"That's not how you do it!"
Cole fumbled with the weapon, small hands fisted over the leather-laden throat of the axe. Niamh stormed through the snow. Her eyes were hard, severe - she had that tell-tale look on her face that warned him to take a step back if he didn't want a pinch on his ear.
He puffed out a long breath. "Can we go back inside, Ma? I'm tired."
She clamped a fist over his and straightened his posture, guiding his two hands to hold it properly. She leaned forward so that her gaze was level with his. Her voice was scarily steady in his ear, the calm before the storm.

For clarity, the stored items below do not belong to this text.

//! # Marketplace Tables
//!
//! The seeded tables and the foreign-key parents each one needs. This is the
//! single place the dependency relation is declared; insertion order is
//! derived from it by `graph::topo`.

use std::fmt;
use std::str::FromStr;

use crate::error::SeedError;

/// A table populated by one generator.
#[derive(Debug, Clone, Copy, PartialEq, Eq, Hash, PartialOrd, Ord)]
pub enum Table {
    Accounts,
    Credentials,
    Addresses,
    Accommodations,
    Images,
    PaymentMethods,
    CreditCards,
    Paypal,
    Reviews,
    Conversations,
    Messages,
    ReviewImages,
    AccommodationImages,
    Notifications,
    PayoutAccounts,
    Payments,
    Bookings,
}

impl Table {
    /// Every seeded table, in declaration order.
    pub const ALL: [Table; 17] = [
        Table::Accounts,
        Table::Credentials,
        Table::Addresses,
        Table::Accommodations,
        Table::Images,
        Table::PaymentMethods,
        Table::CreditCards,
        Table::Paypal,
        Table::Reviews,
        Table::Conversations,
        Table::Messages,
        Table::ReviewImages,
        Table::AccommodationImages,
        Table::Notifications,
        Table::PayoutAccounts,
        Table::Payments,
        Table::Bookings,
    ];

    pub fn name(self) -> &'static str {
        match self {
            Table::Accounts => "accounts",
            Table::Credentials => "credentials",
            Table::Addresses => "addresses",
            Table::Accommodations => "accommodations",
            Table::Images => "images",
            Table::PaymentMethods => "payment_methods",
            Table::CreditCards => "credit_cards",
            Table::Paypal => "paypal",
            Table::Reviews => "reviews",
            Table::Conversations => "conversations",
            Table::Messages => "messages",
            Table::ReviewImages => "review_images",
            Table::AccommodationImages => "accommodation_images",
            Table::Notifications => "notifications",
            Table::PayoutAccounts => "payout_accounts",
            Table::Payments => "payments",
            Table::Bookings => "bookings",
        }
    }

    /// Tables that must be populated before this one.
    pub fn parents(self) -> &'static [Table] {
        match self {
            Table::Accounts | Table::Addresses | Table::Images | Table::Conversations => &[],
            Table::Credentials
            | Table::PaymentMethods
            | Table::Notifications
            | Table::PayoutAccounts => &[Table::Accounts],
            Table::Accommodations => &[Table::Accounts, Table::Addresses],
            Table::CreditCards | Table::Paypal => &[Table::PaymentMethods],
            Table::Reviews => &[Table::Accommodations, Table::Accounts],
            Table::Messages => &[Table::Accounts, Table::Conversations],
            Table::ReviewImages => &[Table::Reviews, Table::Images],
            // Images already attached to a review are kept out of galleries.
            Table::AccommodationImages => {
                &[Table::Accommodations, Table::Images, Table::ReviewImages]
            }
            Table::Payments => &[
                Table::Accounts,
                Table::PaymentMethods,
                Table::Accommodations,
            ],
            Table::Bookings => &[Table::Accounts, Table::Accommodations, Table::Payments],
        }
    }
}

impl fmt::Display for Table {
    fn fmt(&self, f: &mut fmt::Formatter<'_>) -> fmt::Result {
        f.write_str(self.name())
    }
}

impl FromStr for Table {
    type Err = SeedError;

    fn from_str(s: &str) -> Result<Self, Self::Err> {
        let needle = s.trim();
        Table::ALL
            .into_iter()
            .find(|t| t.name().eq_ignore_ascii_case(needle))
            .ok_or_else(|| SeedError::UnknownTable {
                name: s.to_string(),
            })
    }
}

#[cfg(test)]
mod tests {
    use super::*;

    #[test]
    fn test_parse_table_names() {
        assert_eq!("accounts".parse::<Table>().unwrap(), Table::Accounts);
        assert_eq!(
            " Review_Images ".parse::<Table>().unwrap(),
            Table::ReviewImages
        );
        assert!(matches!(
            "amenities".parse::<Table>(),
            Err(SeedError::UnknownTable { .. })
        ));
    }

    #[test]
    fn test_parents_are_declared_tables() {
        for table in Table::ALL {
            for parent in table.parents() {
                assert!(Table::ALL.contains(parent));
                assert_ne!(*parent, table, "{table} depends on itself");
            }
        }
    }
}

"Not until you know how to throw a proper hit," she moved the axe slowly, cutting the air up, and then down. "You're going to need to know how to do this more than making toy horses out of wood."
"But-"
She shushed him with the edge of her nail against the back of his hand. It left an indent in the skin, crescent shaped. "Come on, I know you can do it. Show me."
Then, letting go, she pushed him forward. Cole stumbled in the snow before righting himself, sparing a glance over his shoulder, where Niamh stood with her big arms crossed over her chest. Loose threads of hair fell from her bun and stroked the side of her face, soft as cobwebs.

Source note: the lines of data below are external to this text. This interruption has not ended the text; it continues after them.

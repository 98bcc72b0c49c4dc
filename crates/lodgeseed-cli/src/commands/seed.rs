use anyhow::{Context, Result};
use comfy_table::{Cell, CellAlignment, Table as ComfyTable};
use indicatif::{ProgressBar, ProgressStyle};
use tracing::debug;

use lodgeseed_core::pipeline::{seed_database, SeedReport};
use lodgeseed_core::{SeedConfig, Table};

use crate::args::{Cli, SeedArgs};
use crate::commands::{load_config, parse_tables, resolve_db_url};

pub async fn run(cli: &Cli, args: &SeedArgs) -> Result<()> {
    let config = load_config(cli)?;
    let db_url = resolve_db_url(cli, config.as_ref())?;

    let mut seed_config = match &config {
        Some(cfg) => cfg.seed_config()?,
        None => SeedConfig::default(),
    };
    if let Some(rows) = args.rows {
        seed_config.rows = rows;
    }
    if let Some(admins) = args.admins {
        seed_config.admin_count = admins;
    }
    if args.seed.is_some() {
        seed_config.rng_seed = args.seed;
    }
    seed_config.validate()?;

    let selection = parse_tables(&args.only)?;
    debug!(?selection, rows = seed_config.rows, "Resolved seed options");

    let pb = ProgressBar::new_spinner();
    pb.set_style(
        ProgressStyle::default_spinner()
            .template("{spinner:.cyan} [{prefix}] {msg}")
            .context("Invalid progress template")?,
    );
    pb.set_message("Connecting...");
    pb.enable_steady_tick(std::time::Duration::from_millis(100));

    let on_table = |table: Table, position: usize, total: usize| {
        pb.set_prefix(format!("{}/{}", position, total));
        pb.set_message(format!("Seeding {}...", table));
    };

    let report = match seed_database(&db_url, &seed_config, &selection, Some(&on_table)).await {
        Ok(report) => report,
        Err(e) => {
            pb.abandon_with_message("Seeding failed, all changes rolled back");
            return Err(e.into());
        }
    };

    pb.finish_with_message(format!(
        "Seeding... ✓ {} rows across {} tables",
        report.total_rows(),
        report.tables.len()
    ));

    println!("{}", summary_table(&report));
    if let Some(seed) = seed_config.rng_seed {
        println!("Seed: {} (rerun with --seed {} for the same data)", seed, seed);
    }

    Ok(())
}

fn summary_table(report: &SeedReport) -> ComfyTable {
    let mut table = ComfyTable::new();
    table.set_header(vec!["#", "Table", "Rows"]);
    for (i, entry) in report.tables.iter().enumerate() {
        table.add_row(vec![
            Cell::new(i + 1),
            Cell::new(entry.table.name()),
            Cell::new(entry.rows).set_alignment(CellAlignment::Right),
        ]);
    }
    table.add_row(vec![
        Cell::new(""),
        Cell::new("total"),
        Cell::new(report.total_rows()).set_alignment(CellAlignment::Right),
    ]);
    table
}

Cole was only starting to grow into himself. His limbs were too long, his legs and arms uncoordinated. He couldn't throw an axe like his mother - not yet.
But he could try.
He refocused and lifted his head to face forward, where the tree was wrought with long, streaking grooves. Marks from his mother's axe. The aftermath of throw after throw of relentless practise and precision, leaving cuts and creases in the hard wood, stripped of its bark.
Breathing in, Cole squared his shoulders. He was a warrior now, at the ripe age of thirteen, and like all Welish warriors, his tendons had been sewn with threads of hot steel by their miracle-givers. Throwing an axe into a tree was supposed to be nothing compared to what he had been created for. This was supposed to be as easy and as simple as breathing.
Niamh urged him forward. "Do it, Cole. Then you can come back to camp and get some dinner."
Cole wet his lips with his tongue and tightened his grip over the throat of the axe. Come on, he pressed, just do it.
Two hands up, axe lifted over his head, he mustered up every last piece of strength and threw.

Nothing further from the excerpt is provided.